Time series data mining has attracted much interest in last decades. Similarity searching in time series is one of the main research works in this area. Agrawal et al. [1] has first proposed an approach for whole sequence similarity matching. Euclidean distance is used in his work to measure the similarity between two time series. By using Discrete Fourier Transformation (DFT), the time series can be transformed from time domain to frequency domain. Then only a small number of features are extracted and indexed in an R-tree to speed the search. Faloutsos et al. [4] generalized it to apply to subsequence similarity matching and introduced the GEMINI framework which built around lower bounding to guarantee no false dimissals for indexing time series.

Studies in subsequence matching have revolved around two main issues. The first issue is the efficiency of matching process, in other words, dimensionality reduction techniques or indexing methods and the second issue is about similarity measure between two time series. Concerning the first issue, Keogh et al. presented two representations, Piecewise Aggregate Approximation (PAA) [13] and Adaptive Piecewise Constant Approximation (APCA) [12], which are dimensionality reduction techniques for sequence matching to index time series.
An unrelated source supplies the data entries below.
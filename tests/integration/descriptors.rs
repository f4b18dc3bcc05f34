// Descriptor building: visibility, defaulting side effects and wire shape

use nvencfg::engine::{FixedInventory, MemorySettings, OptionCatalog, SettingsExt, keys};
use nvencfg::ui::{DescriptorBuilder, InputKind, OptionDescriptor, Visibility};

use crate::common::helpers::*;

fn build(inventory: FixedInventory, settings: &mut CountingSettings) -> Vec<OptionDescriptor> {
    let catalog = OptionCatalog::nvenc();
    DescriptorBuilder::new(inventory, &catalog)
        .build(settings)
        .expect("descriptor build should succeed")
}

fn by_key<'d>(descriptors: &'d [OptionDescriptor], key: &str) -> &'d OptionDescriptor {
    descriptors
        .iter()
        .find(|d| d.key == key)
        .unwrap_or_else(|| panic!("no descriptor for {}", key))
}

#[test]
fn test_basic_mode_only_shows_mode_selector() {
    let mut settings = CountingSettings::new(MemorySettings::new().with("mode", "basic"));
    let descriptors = build(two_cards(), &mut settings);

    let visible: Vec<&str> = descriptors
        .iter()
        .filter(|d| d.visibility == Visibility::Visible)
        .map(|d| d.key)
        .collect();
    assert_eq!(visible, vec![keys::MODE]);
}

#[test]
fn test_standard_mode_shows_everything_but_aq_strength() {
    let mut settings = CountingSettings::new(standard());
    let descriptors = build(two_cards(), &mut settings);

    let hidden: Vec<&str> = descriptors
        .iter()
        .filter(|d| d.is_hidden())
        .map(|d| d.key)
        .collect();
    assert_eq!(hidden, vec![keys::AQ_STRENGTH]);
}

#[test]
fn test_aq_strength_shown_with_spatial_aq() {
    let mut settings = CountingSettings::new(standard().with("spatialAQEnabled", true));
    let descriptors = build(two_cards(), &mut settings);
    assert!(!by_key(&descriptors, keys::AQ_STRENGTH).is_hidden());
}

#[test]
fn test_input_kinds() {
    let mut settings = CountingSettings::new(standard());
    let descriptors = build(two_cards(), &mut settings);

    assert_eq!(by_key(&descriptors, keys::PRESET).input_kind, InputKind::Select);
    assert_eq!(by_key(&descriptors, keys::DEVICE).input_kind, InputKind::Select);
    assert_eq!(
        by_key(&descriptors, keys::RC_LOOKAHEAD).input_kind,
        InputKind::Slider
    );
    assert_eq!(
        by_key(&descriptors, keys::AQ_STRENGTH).input_kind,
        InputKind::Slider
    );
    assert_eq!(
        by_key(&descriptors, keys::TEMPORAL_AQ).input_kind,
        InputKind::Toggle
    );

    let aq = by_key(&descriptors, keys::AQ_STRENGTH).range.unwrap();
    assert_eq!((aq.min, aq.max), (0, 15));
}

#[test]
fn test_device_choices_track_inventory() {
    let mut settings = CountingSettings::new(standard());
    let descriptors = build(two_cards(), &mut settings);

    let device = by_key(&descriptors, keys::DEVICE);
    let values: Vec<&str> = device.choices.iter().map(|c| c.value.as_str()).collect();
    assert_eq!(values, vec!["0", "1"]);
    assert_eq!(device.choices[1].label, "NVIDIA device 'Card B (UUID: Y)'");
}

#[test]
fn test_build_corrects_stale_device_then_settles() {
    let mut settings = CountingSettings::new(standard().with("device", "1"));
    build(one_card(), &mut settings);
    assert_eq!(settings.get_str("device").as_deref(), Some("0"));

    // Every option now holds a valid value; a second pass writes nothing
    let after_first = settings.writes();
    assert!(after_first > 0);
    build(one_card(), &mut settings);
    assert_eq!(settings.writes(), after_first);
}

#[test]
fn test_valid_store_is_left_alone() {
    let full = standard()
        .with("device", "0")
        .with("decodingMethod", "cuda")
        .with("preset", "p2")
        .with("tune", "hq")
        .with("profile", "high")
        .with("pixelFormat", "nv12")
        .with("rateControlMethod", "vbr")
        .with("rateControlLookahead", 10i64)
        .with("spatialAQEnabled", true)
        .with("temporalAQEnabled", false)
        .with("aqStrength", 5i64);
    let mut settings = CountingSettings::new(full.clone());

    build(two_cards(), &mut settings);
    assert_eq!(settings.writes(), 0);
    assert_eq!(settings.inner, full);
}

#[test]
fn test_descriptor_json_wire_names() {
    let mut settings = CountingSettings::new(standard());
    let descriptors = build(one_card(), &mut settings);

    let json = serde_json::to_value(by_key(&descriptors, keys::RC_METHOD)).unwrap();
    assert_eq!(json["key"], "rateControlMethod");
    assert_eq!(json["inputKind"], "select");
    assert_eq!(json["visibility"], "visible");
    assert_eq!(json["choices"][0]["value"], "auto");
    assert!(json["description"].as_str().unwrap().contains("override"));
    assert!(json.get("range").is_none());
}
Other representations, such as the Discrete Fourier Transform (DFT) [1], the Discrete Wavelet Transform (DWT) [6, 8], Piecewise Linear Representation (PLR) [20], Singular Value Decomposition (SVD) [19], and Symbolic Aggregate approXimation (SAX) [21, 26, 27] have been proposed to reduce the dimensionality of time series, yet all of them are still based on real values.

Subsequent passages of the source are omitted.